Big Data Analytics on Current Data

Typical big data applications have a load phase, where a snapshot of data is extracted from operational systems, transformed and cleaned, and then loaded into your big data appliance. Analysts and data scientists can then execute business analytics (BI) queries against the data store in search of patterns and potential marketing opportunities and cost savings. One disadvantage of this architecture is that your appliance becomes more like a large data warehouse, in that it does not contain the most up-to-date data.

IBM now provides an option to configure its Db2 version 11 for z/OS and complementary IBM Db2 Analytics Accelerator (IDAA) to permit concurrent transactional processing of operational data with analytics processing of data in the appliance. This new feature, zero-latency HTAP (hybrid transactional analytical processing) provides a patented replication process that propagates native Db2 table changes to the IDAA data store. This then allows BI queries to act on up-to-date data, providing more value to the enterprise, and enabling analytics embedded in operational applications.

State of the Art
Today’s Requirements
Early Issues
Early Solutions
Hybrid Solution from IBM
Summary

State of the Art

Early information technology (IT) systems and applications were fairly simple. Applications read and wrote records to and from keyed files or databases, and this held true for both internal applications (such as accounting, shipping and receiving, and various reports) and external or customer-facing ones, which included order entry, bank teller screens and information kiosks.

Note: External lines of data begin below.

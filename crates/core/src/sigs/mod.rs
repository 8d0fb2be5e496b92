//! Address-keyed function signatures recovered from a binary.
//!
//! The on-disk form is a JSON object mapping address strings to
//! `{ "name": ..., "sig": ... }` records, as produced by the disassembler
//! export scripts.

use std::collections::BTreeMap;
use std::path::{Path, PathBuf};

use thiserror::Error;

use crate::model::{Address, AddressParseError, FuncSig};

/// Error type for reading a signature file.
#[derive(Debug, Error)]
pub enum SigsError {
    #[error("Failed to read signature file {path}: {source}")]
    Io {
        path: PathBuf,
        #[source]
        source: std::io::Error,
    },

    #[error("Failed to parse signature JSON: {0}")]
    Json(#[from] serde_json::Error),

    #[error(transparent)]
    InvalidAddress(#[from] AddressParseError),

    /// Two keys (e.g. `"0x10"` and `"16"`) denote the same address.
    #[error("Address {addr} is listed more than once (as {first:?} and {second:?})")]
    DuplicateAddress { addr: Address, first: String, second: String },
}

/// Mapping from address to recovered signature.
///
/// Iteration and [`AddressTable::addresses`] are in ascending address order,
/// which is the order of the emitted module.
#[derive(Debug, Clone, Default, PartialEq, Eq)]
pub struct AddressTable {
    sigs: BTreeMap<Address, FuncSig>,
}

impl AddressTable {
    pub fn new(sigs: BTreeMap<Address, FuncSig>) -> Self {
        Self { sigs }
    }

    pub fn get(&self, addr: Address) -> Option<&FuncSig> {
        self.sigs.get(&addr)
    }

    /// Addresses in ascending order.
    pub fn addresses(&self) -> Vec<Address> {
        self.sigs.keys().copied().collect()
    }

    pub fn iter(&self) -> impl Iterator<Item = (Address, &FuncSig)> {
        self.sigs.iter().map(|(addr, sig)| (*addr, sig))
    }

    pub fn len(&self) -> usize {
        self.sigs.len()
    }

    pub fn is_empty(&self) -> bool {
        self.sigs.is_empty()
    }
}

impl FromIterator<(Address, FuncSig)> for AddressTable {
    fn from_iter<I: IntoIterator<Item = (Address, FuncSig)>>(iter: I) -> Self {
        Self { sigs: iter.into_iter().collect() }
    }
}

/// Parse a signature table from JSON text.
pub fn parse_sigs_str(json: &str) -> Result<AddressTable, SigsError> {
    let raw: BTreeMap<String, FuncSig> = serde_json::from_str(json)?;
    let mut sigs = BTreeMap::new();
    let mut spelling: BTreeMap<Address, String> = BTreeMap::new();
    for (key, sig) in raw {
        let addr: Address = key.parse()?;
        if let Some(first) = spelling.get(&addr) {
            return Err(SigsError::DuplicateAddress { addr, first: first.clone(), second: key });
        }
        spelling.insert(addr, key);
        sigs.insert(addr, sig);
    }
    log::debug!("parsed {} function signatures", sigs.len());
    Ok(AddressTable::new(sigs))
}

/// Read and parse a signature table from a JSON file.
pub fn load_sigs(path: &Path) -> Result<AddressTable, SigsError> {
    let body = std::fs::read_to_string(path)
        .map_err(|source| SigsError::Io { path: path.to_path_buf(), source })?;
    parse_sigs_str(&body)
}
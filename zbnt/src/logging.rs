//! Subscriber setup for binaries embedding the library

use tracing_subscriber::{
    fmt,
    prelude::*,
    EnvFilter,
};

/// Environment variable that overrides the configured filter
pub const LOG_ENV: &str = "ZBNT_LOG";

/// The filter to log with: `ZBNT_LOG` if it is set and valid, otherwise `level`
#[must_use]
pub fn filter(level: &str) -> EnvFilter {
    EnvFilter::try_from_env(LOG_ENV)
        .or_else(|_| EnvFilter::try_new(level))
        .unwrap_or_else(|_| EnvFilter::new("info"))
}

/// Install a formatting subscriber. Does nothing if one is already installed.
pub fn init(level: &str) {
    let subscriber = tracing_subscriber::registry()
        .with(filter(level))
        .with(fmt::layer().with_target(false).with_thread_names(true));
    // Already set by the embedding binary or an earlier call
    let _ = tracing::subscriber::set_global_default(subscriber);
}

#[cfg(test)]
mod tests {
    use super::*;

    #[test]
    fn test_filter_from_level() {
        if std::env::var_os(LOG_ENV).is_none() {
            assert_eq!(filter("debug").to_string(), "debug");
            assert_eq!(filter("zbnt=trace").to_string(), "zbnt=trace");
        }
    }

    #[test]
    fn test_init_twice() {
        init("warn");
        init("debug");
        tracing::warn!("Still logging");
    }
}
impl PciBackend {
    /// Open the board behind the UIO device named in the settings
    /// # Errors
    /// Returns an error if the device isn't a ZBNT board, lacks one of its maps or its static
    /// partition is malformed
    pub fn new(settings: &Settings) -> Result<Self> {
        let name = &settings.device.pci_device;
        let class = settings.paths.sysfs.join("class/uio").join(name);
        let device = settings.paths.dev.join(name);

        let file = File::options()
            .read(true)
            .write(true)
            .custom_flags(O_SYNC)
            .open(&device)?;
        if read_attr(&class.join("name")).as_deref() != Some(UIO_NAME) {
            return Err(Error::PciDevice(format!("{name} is not a ZBNT device")));
        }

        let page = page_size();
        let mut maps = HashMap::new();
        for i in 0..MAX_MAPS {
            let dir = class.join(format!("maps/map{i}"));
            if !dir.exists() {
                break;
            }
            let map_name = read_attr(&dir.join("name")).unwrap_or_default();
            let size = read_attr(&dir.join("size")).and_then(|s| parse_hex(&s));
            let Some(size) = size.filter(|_| !map_name.is_empty()) else {
                warn!(map = i, "Ignoring map without a name or size");
                continue;
            };
            let len = usize::try_from(size).unwrap_or(0);
            // SAFETY: device memory, only ever accessed through volatile operations
            let map = unsafe {
                MmapOptions::new()
                    .offset(i as u64 * page)
                    .len(len)
                    .map_mut(&file)
            };
            match map {
                Ok(map) => {
                    debug!(map = map_name.as_str(), size, "Mapped region");
                    maps.insert(KString::from_string(map_name), Region::from_mmap(map));
                }
                Err(e) => warn!(map = map_name.as_str(), error = %e, "Failed to map region"),
            }
        }
        for required in [MAP_DMA_META, MAP_DMA_BUFFER, MAP_STATIC, MAP_RECONFIGURABLE] {
            if !maps.contains_key(required) {
                return Err(Error::PciDevice(format!("{name} lacks the map {required}")));
            }
        }

        let meta = &maps[MAP_DMA_META];
        if meta.len() < 8 {
            return Err(Error::PciDevice(format!("{MAP_DMA_META} is too small")));
        }
        let phys_addr = meta.read::<u64>(0);

        let (header, static_dtb) = read_partition(&maps[MAP_STATIC], MAP_STATIC, STATIC_TYPE)?;
        let version = header.version_string();
        let fdt = Fdt::new(&static_dtb)?;
        let board = fdt
            .string_property(fdt.root(), "compatible")
            .and_then(|c| c.get(5..))
            .unwrap_or("<unknown>")
            .to_owned();

        let pr = build_pr_controller(fdt, &maps[MAP_STATIC])?;
        let catalog = BitstreamCatalog::from_names(pr.bitstreams().iter().cloned())?;
        info!(board = board.as_str(), version = version.as_str(), "Opened PCIe board");

        Ok(Self {
            device,
            maps,
            phys_addr,
            static_dtb,
            board,
            version,
            pr,
            catalog,
        })
    }

    /// The board model, from the static partition
    #[must_use]
    pub fn board_name(&self) -> &str {
        &self.board
    }

    /// Version of the static partition
    #[must_use]
    pub fn version(&self) -> &str {
        &self.version
    }

    #[must_use]
    pub fn pr_controller(&self) -> &PrController {
        &self.pr
    }

    fn partition_map(&self, partition: Partition) -> Option<&Region> {
        match partition {
            Partition::Static => self.maps.get(MAP_STATIC),
            Partition::Reconfigurable => self.maps.get(MAP_RECONFIGURABLE),
            Partition::Overlay => None,
        }
    }
}

/// Find the PR controller in the static partition and build it over its window
fn build_pr_controller(fdt: Fdt<'_>, map: &Region) -> Result<PrController> {
    let mut found = None;
    fdt.for_each_subnode(fdt.root(), |name, node| {
        if fdt.string_property(node, "compatible") == Some(PrController::COMPATIBLE) {
            found = Some((name, node));
            return false;
        }
        true
    });
    let (name, node) = found.ok_or(Error::Missing("partial reconfiguration controller"))?;
    let property = || Error::Property {
        node: KString::from_ref(name),
        property: "reg",
    };
    let (base, size): (u64, u64) = fdt.array_property(node, "reg").ok_or_else(property)?;
    let region = usize::try_from(base)
        .ok()
        .zip(usize::try_from(size).ok())
        .and_then(|(base, size)| map.sub(base, size))
        .ok_or_else(property)?;
    let args = CoreArgs {
        name,
        index: 0,
        window: RegisterWindow::new(region, base),
        fdt,
        node,
        dma_buffer: None,
    };
    PrController::from_node(args).map_err(|e| Error::Core {
        name: KString::from_ref(name),
        source: e.into(),
    })
}

impl Backend for PciBackend {
    fn catalog(&self) -> &BitstreamCatalog {
        &self.catalog
    }

    fn initial_bitstream(&self) -> Result<String> {
        Ok(self.pr.active_bitstream().to_owned())
    }

    // The maps live as long as the device
    fn release(&mut self) {}

    fn apply_configuration(&mut self, name: &str) -> Result<Configuration> {
        self.pr.load(name)?;
        let (_, rp_dtb) = read_partition(
            &self.maps[MAP_RECONFIGURABLE],
            MAP_RECONFIGURABLE,
            RECONFIGURABLE_TYPE,
        )?;
        let buffer = DmaBuffer::new(
            "dmabuf0",
            self.maps[MAP_DMA_BUFFER].clone(),
            self.phys_addr,
        );
        Ok(Configuration {
            trees: vec![
                (Partition::Static, self.static_dtb.clone()),
                (Partition::Reconfigurable, rp_dtb),
            ],
            dma_buffer: Some(buffer),
        })
    }

    fn exposes(&self, partition: Partition, _node: &str, compatible: &str) -> bool {
        match partition {
            Partition::Static => compatible == AxiDma::COMPATIBLE,
            Partition::Reconfigurable => {
                !PARTITION_ROMS.contains(&compatible) && compatible != PrController::COMPATIBLE
            }
            Partition::Overlay => false,
        }
    }

    fn map_window(
        &mut self,
        partition: Partition,
        node: &str,
        base: u64,
        size: u64,
    ) -> Result<RegisterWindow> {
        let map = self
            .partition_map(partition)
            .ok_or_else(|| Error::NoWindow(KString::from_ref(node)))?;
        let available = map.len();
        let too_small = || Error::WindowTooSmall {
            needed: usize::try_from(base.saturating_add(size)).unwrap_or(usize::MAX),
            available,
        };
        let region = usize::try_from(base)
            .ok()
            .zip(usize::try_from(size).ok())
            .and_then(|(base, size)| map.sub(base, size))
            .ok_or_else(too_small)?;
        Ok(RegisterWindow::new(region, base))
    }

    fn map_dma_buffer(&mut self, _fdt: Fdt<'_>, _node: NodeOffset) -> Result<DmaBuffer> {
        // The buffer is a map of its own, never a node
        Err(Error::Duplicate("DMA buffer"))
    }

    fn interrupt(&mut self, _node: &str) -> Result<Option<Arc<dyn InterruptSource>>> {
        Ok(Some(Arc::new(UioInterrupt::open(&self.device)?)))
    }
}
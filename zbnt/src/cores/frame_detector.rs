//! Scripted frame matching and editing between two ports

use super::{
    arg,
    flag,
    log_identifier,
    reading,
    Announce,
    CoreArgs,
    FromNode,
    HardwareCore,
    PropertyError,
    PropertyResult,
};
use crate::{
    codec::{
        Decode,
        Encode,
    },
    messages::{
        CoreKind,
        PropertyId,
    },
    mmio::Registers,
};
use anyhow::bail;
use kstring::KString;
use tracing::info;
use zbnt_derive::RegisterBlock;

pub const CFG_ENABLE: u16 = 1;
pub const CFG_RESET: u16 = 2;
pub const CFG_LOG_ENABLE: u16 = 4;

pub const HAS_CMP_UNIT: u32 = 1;
pub const HAS_EDIT_UNIT: u32 = 2;
pub const HAS_CSUM_UNIT: u32 = 4;

#[derive(RegisterBlock)]
#[repr(C)]
pub struct DetectorRegisters {
    config: u16,
    log_identifier: u16,
    script_enable: u32,
    features: u32,
    num_scripts: u32,
    max_script_size: u32,
    script_mem_offset: u32,
    tx_fifo_size: u32,
    extr_fifo_size: u32,
    overflow_count_a: u64,
    overflow_count_b: u64,
}

#[derive(Debug)]
pub struct FrameDetector {
    name: KString,
    index: u32,
    ports: (u8, u8),
    regs: Registers<DetectorRegisters>,
    /// Byte offset of the first script slot in the window
    script_base: usize,
    /// Words in each script slot
    script_words: usize,
    /// Client supplied names, one per script slot
    script_names: Vec<Vec<u8>>,
}

impl FrameDetector {
    /// Scripts in each direction
    #[must_use]
    pub fn num_scripts(&self) -> u32 {
        self.regs.num_scripts()
    }

    #[must_use]
    pub fn features(&self) -> u32 {
        self.regs.features()
    }

    /// Byte offset and length in words of script slot `idx`, already checked to fit the window
    fn script_slot(&self, idx: u32) -> (usize, usize) {
        let offset = self.script_base + 4 * idx as usize * self.script_words;
        (offset, self.script_words)
    }

    /// The script slot selected by the first word of `data`
    fn slot_index(&self, data: &[u8]) -> PropertyResult<u32> {
        let idx = arg::<u32>(data, 0)?;
        if idx as usize >= self.script_names.len() {
            return Err(PropertyError::Invalid("script slot out of range"));
        }
        Ok(idx)
    }

    /// Longer scripts are truncated to the slot, shorter ones are padded with zeros
    fn write_script(&self, value: &[u8]) -> PropertyResult<()> {
        if value.len() % 4 != 0 {
            return Err(PropertyError::Invalid("script is not a whole number of words"));
        }
        let idx = self.slot_index(value)?;
        let (offset, words) = self.script_slot(idx);
        let mem = self.regs.window().region();

        // Take the script offline while it's being replaced
        let mask = 1u32.checked_shl(idx).unwrap_or(0);
        let enable = self.regs.script_enable();
        self.regs.set_script_enable(enable & !mask);
        for i in 0..words {
            let word = u32::decode(value, 4 + 4 * i).unwrap_or(0);
            mem.write::<u32>(offset + 4 * i, word);
        }
        self.regs.set_script_enable(enable);
        Ok(())
    }

    fn read_script(&self, params: &[u8]) -> PropertyResult<Vec<u8>> {
        let idx = self.slot_index(params)?;
        let (offset, words) = self.script_slot(idx);
        let mem = self.regs.window().region();
        let mut out = Vec::with_capacity(4 * words);
        for i in 0..words {
            mem.read::<u32>(offset + 4 * i).encode(&mut out);
        }
        Ok(out)
    }
}

impl FromNode for FrameDetector {
    const COMPATIBLE: &'static str = "zbnt,frame-detector";

    fn from_node(args: CoreArgs<'_>) -> anyhow::Result<Self> {
        let ports: (u8, u8) = args.required("zbnt,ports")?;
        let regs = Registers::<DetectorRegisters>::new(args.window)?;

        // Every script slot has to be reachable through the window
        let script_base = regs.script_mem_offset() as usize;
        let script_words = regs.max_script_size() as usize;
        let Some(slots) = (regs.num_scripts() as usize).checked_mul(2) else {
            bail!("Script count {} is out of range", regs.num_scripts());
        };
        let Some(script_end) = slots
            .checked_mul(script_words)
            .and_then(|w| w.checked_mul(4))
            .and_then(|len| len.checked_add(script_base))
        else {
            bail!(
                "Script memory of {slots} slots, {script_words} words each, overflows the \
                 address space"
            );
        };
        if slots > 0 && script_end > regs.window().len() {
            bail!(
                "Script memory ends at {script_end:#x}, past the register window of {:#x} bytes",
                regs.window().len()
            );
        }

        regs.set_config(CFG_LOG_ENABLE | CFG_ENABLE);
        regs.set_log_identifier(log_identifier(args.index));
        info!(
            core = args.name,
            port_a = ports.0,
            port_b = ports.1,
            scripts = slots,
            "Frame detector connected"
        );
        Ok(Self {
            name: KString::from_ref(args.name),
            index: args.index,
            ports,
            regs,
            script_base,
            script_words,
            script_names: vec![vec![]; slots],
        })
    }
}

impl HardwareCore for FrameDetector {
    fn name(&self) -> &str {
        &self.name
    }

    fn kind(&self) -> CoreKind {
        CoreKind::FrameDetector
    }

    fn index(&self) -> u32 {
        self.index
    }

    fn ports(&self) -> u64 {
        (u64::from(self.ports.1) << 8) | u64::from(self.ports.0)
    }

    fn announce(&self, out: &mut Vec<u8>) {
        let mut fifo_size = vec![];
        self.regs.tx_fifo_size().encode(&mut fifo_size);
        self.regs.extr_fifo_size().encode(&mut fifo_size);

        let mut rec = Announce::begin(out, self.index, self.kind());
        rec.property(PropertyId::Ports, &[self.ports.0, self.ports.1])
            .property(PropertyId::FeatureBits, &self.regs.features().to_le_bytes())
            .property(PropertyId::NumScripts, &self.regs.num_scripts().to_le_bytes())
            .property(
                PropertyId::MaxScriptSize,
                &self.regs.max_script_size().to_le_bytes(),
            )
            .property(PropertyId::FifoSize, &fifo_size);
        rec.finish();
    }

    fn set_reset(&mut self, reset: bool) {
        self.regs.set_config(if reset { CFG_RESET } else { 0 });
    }

    fn set_property(&mut self, prop: PropertyId, value: &[u8]) -> PropertyResult<()> {
        let config = self.regs.config();
        match prop {
            PropertyId::Enable => {
                let enable = u16::from(arg::<u8>(value, 0)?) & CFG_ENABLE;
                self.regs.set_config((config & !CFG_ENABLE) | enable);
            }
            PropertyId::EnableLog => {
                if flag(value)? {
                    self.regs.set_config(config | CFG_LOG_ENABLE);
                } else {
                    self.regs.set_config(config & !CFG_LOG_ENABLE);
                }
            }
            PropertyId::EnableScript => self.regs.set_script_enable(arg(value, 0)?),
            // Read-only
            PropertyId::OverflowCount => {}
            PropertyId::FrameScript => self.write_script(value)?,
            PropertyId::FrameScriptName => {
                let idx = self.slot_index(value)? as usize;
                self.script_names[idx] = value[4..].to_vec();
            }
            _ => return Err(PropertyError::Unsupported(prop)),
        }
        Ok(())
    }

    fn get_property(&self, prop: PropertyId, params: &[u8]) -> PropertyResult<Vec<u8>> {
        let config = self.regs.config();
        match prop {
            #[allow(clippy::cast_possible_truncation)]
            PropertyId::Enable => reading(&((config & CFG_ENABLE) as u8)),
            PropertyId::EnableLog => reading(&u8::from(config & CFG_LOG_ENABLE != 0)),
            PropertyId::EnableScript => reading(&self.regs.script_enable()),
            PropertyId::OverflowCount => {
                let mut out = vec![];
                self.regs.overflow_count_a().encode(&mut out);
                self.regs.overflow_count_b().encode(&mut out);
                Ok(out)
            }
            PropertyId::FrameScript => self.read_script(params),
            PropertyId::FrameScriptName => {
                let idx = self.slot_index(params)? as usize;
                Ok(self.script_names[idx].clone())
            }
            _ => Err(PropertyError::Unsupported(prop)),
        }
    }
}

Over time application complexity grew along with data volumes. IT began to create data stores that were much more than simple keyed files. Daily extracts from order entry systems were sent to data marts that were analyzed to predict product shortages in stores and warehouses, which then sent data to shipping systems. As historical analysis and reporting became more important to the business, daily extracts were accumulated in a data warehouse, providing customer, account and product information that could be aggregated by region or time period. Analysts could then review these data for trends and make predictions about which products sold best in what regions or during which time periods.

Today, there are many more CPU-intensive and data-intensive operations across IT than ever before. Operational systems have grown from simple, in-house programs to include large suites of software from third-path vendors, including enterprise resource planning (ERP) packages and business intelligence (BI) systems for querying the data warehouse. Extract files from operational systems have grown much larger as analysts requested more and more data. These bulk data files became the source for loading into big data appliances, whose proprietary data formats and massively parallel data processing resulted in greatly reduced query response times.

Today’s Requirements

Now, IT is at a crossroads. The business has two new needs, and these needs are extremely difficult to satisfy simultaneously. They are as follows.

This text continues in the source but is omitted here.